In order to part address the needs of a diverse population, ethnic information laminates have been produced for ambulance crews when engaging with patient’s whose first language is not English. Engagement is currently taking place with the Blind and Deaf Society’s as to how we can help the information flow to patients with regard to the patients medicines bags
Nottingham City Hospital is part of a collaborative of 45 trusts across the country. Work done has been demonstrated at workshops for the 45 trusts, plus other events. Teams from Nottingham City Hospital Trust have demonstrated work done in Pre-Op and with using the medicines bags as part of the Self Administration process for inpatients. We have also demonstrated how an Innovation has succeeded, by working with NHS Innovations. Private business engagement and sponsorship has also been achieved in order to get the project to successful conclusion. The PMB has locked in responsibilities by using diffusion techniques as opposed to dissemination techniques. In fact the PMB has sold itself. To-date 47 other trusts have requested sample packs of bags, guidelines for healthcare professionals, ethnic laminates, accompanying labels and instructions on how to implement in their trust.
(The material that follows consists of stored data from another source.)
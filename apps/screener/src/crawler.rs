//! Crawler Client — executes a `SearchPayload` against the external search
//! capability.
//!
//! The concrete crawler backend sits behind a fixed JSON request/response
//! contract; all network I/O goes through the resilient transport layer.
//! Results are paginated up to the payload's result cap, with a politeness
//! delay between page fetches; truncation is always surfaced via the
//! `partial` flag, never silent.

use std::collections::{BTreeMap, HashSet};
use std::time::Duration;

use async_trait::async_trait;
use serde::{Deserialize, Serialize};
use tracing::{debug, info};

use crate::errors::SearchError;
use crate::interpreter::SearchPayload;
use crate::transport::{self, RetryPolicy, TransportFailure};

/// Non-PII metadata about where a candidate reference came from.
#[derive(Debug, Clone, PartialEq, Serialize, Deserialize)]
pub struct SourceMeta {
    pub site: String,
    pub updated_at: Option<String>,
}

/// One search result: an opaque candidate id plus the raw resume text.
/// Created per result, consumed once by the resume parser.
#[derive(Debug, Clone, PartialEq, Serialize, Deserialize)]
pub struct CandidateReference {
    pub id: String,
    pub resume_text: String,
    pub source: SourceMeta,
}

/// Search results plus the truncation marker.
#[derive(Debug, Clone, PartialEq)]
pub struct SearchOutcome {
    pub candidates: Vec<CandidateReference>,
    /// True when more results existed than the payload's cap allowed.
    pub partial: bool,
}

/// Wire request accepted by the crawler capability.
#[derive(Debug, Clone, Serialize)]
struct SearchRequest {
    query: Vec<String>,
    filters: BTreeMap<String, String>,
    page: usize,
    page_size: usize,
}

/// Wire response returned by the crawler capability.
#[derive(Debug, Clone, Deserialize)]
struct SearchResponse {
    candidates: Vec<CandidateWire>,
    #[serde(default)]
    next_page: Option<usize>,
}

#[derive(Debug, Clone, Deserialize)]
struct CandidateWire {
    id: String,
    resume_text: String,
    #[serde(default)]
    source: Option<String>,
    #[serde(default)]
    updated_at: Option<String>,
}

/// The candidate-search seam. The production implementation is
/// [`CrawlerClient`]; tests inject fixed candidate lists.
#[async_trait]
pub trait CandidateSource: Send + Sync {
    async fn search(&self, payload: &SearchPayload) -> Result<SearchOutcome, SearchError>;
}

/// HTTP client for the crawler capability.
pub struct CrawlerClient {
    http: reqwest::Client,
    endpoint: String,
    policy: RetryPolicy,
    politeness_delay: Duration,
}

impl CrawlerClient {
    pub fn new(
        http: reqwest::Client,
        endpoint: String,
        policy: RetryPolicy,
        politeness_delay: Duration,
    ) -> Self {
        Self {
            http,
            endpoint,
            policy,
            politeness_delay,
        }
    }

    async fn fetch_page(&self, request: &SearchRequest) -> Result<SearchResponse, SearchError> {
        let response = transport::execute(&self.policy, "crawler.search", || async {
            let response = self
                .http
                .post(&self.endpoint)
                .json(request)
                .send()
                .await
                .map_err(|e| transport::failure_from_request(&e))?;

            let status = response.status();
            if !status.is_success() {
                let body = response.text().await.unwrap_or_default();
                return Err(transport::failure_from_status(status, &body));
            }

            response
                .json::<SearchResponse>()
                .await
                .map_err(|e| TransportFailure::fatal(format!("malformed search response: {e}")))
        })
        .await?;
        Ok(response)
    }
}

#[async_trait]
impl CandidateSource for CrawlerClient {
    async fn search(&self, payload: &SearchPayload) -> Result<SearchOutcome, SearchError> {
        let mut candidates = Vec::new();
        let mut seen_ids = HashSet::new();
        let mut partial = false;
        let mut page = 0usize;

        loop {
            let request = SearchRequest {
                query: payload.query_terms.clone(),
                filters: payload.filters.clone(),
                page,
                page_size: payload.page_size,
            };
            debug!(page, "fetching search results page");
            let response = self.fetch_page(&request).await?;

            let page_count = response.candidates.len();
            partial |= absorb_page(
                &mut candidates,
                &mut seen_ids,
                response.candidates,
                payload.page_size,
            );
            debug!(page, page_count, total = candidates.len(), "absorbed page");

            if candidates.len() >= payload.page_size {
                // More results behind the cap count as truncation too.
                partial |= response.next_page.is_some();
                break;
            }
            match response.next_page {
                Some(next) if next > page => {
                    page = next;
                    tokio::time::sleep(self.politeness_delay).await;
                }
                // A non-advancing next_page would loop forever; stop.
                _ => break,
            }
        }

        info!(
            candidates = candidates.len(),
            partial, "candidate search finished"
        );
        Ok(SearchOutcome { candidates, partial })
    }
}

/// Folds one wire page into the accumulator, deduplicating by candidate id
/// and enforcing the result cap. Returns true when results were dropped for
/// the cap.
fn absorb_page(
    out: &mut Vec<CandidateReference>,
    seen_ids: &mut HashSet<String>,
    page: Vec<CandidateWire>,
    cap: usize,
) -> bool {
    let mut truncated = false;
    for wire in page {
        if wire.id.is_empty() || !seen_ids.insert(wire.id.clone()) {
            continue;
        }
        if out.len() >= cap {
            truncated = true;
            break;
        }
        out.push(CandidateReference {
            id: wire.id,
            resume_text: wire.resume_text,
            source: SourceMeta {
                site: wire.source.unwrap_or_else(|| "unknown".to_string()),
                updated_at: wire.updated_at,
            },
        });
    }
    truncated
}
As project lead I had to consider the local objectives and decide if there was any one thing that we could do within the timeline that would impact on all the local objectives. That turned out to be the provision of a patient’s medicines bag. It was exciting to research existing bags, try them out, change them, redesign our own, copyright it, produce guidelines and supporting information for other trusts to pick up and run with. Working with patients was inspirational, as was working with East Midlands Ambulance Service. NHS Innovations East Midlands provided the necessary skills for commercialisation. Finally setting something up that would leave a legacy behind - one which would become embedded in the patients subconscious was rewarding in the extreme! The PMB won the regional Health and Social Care Awards Patient Safety Award Midlands & East in July this year and is a national finalist at the awards in December, as well as being entered into the NHS Live event for 2005.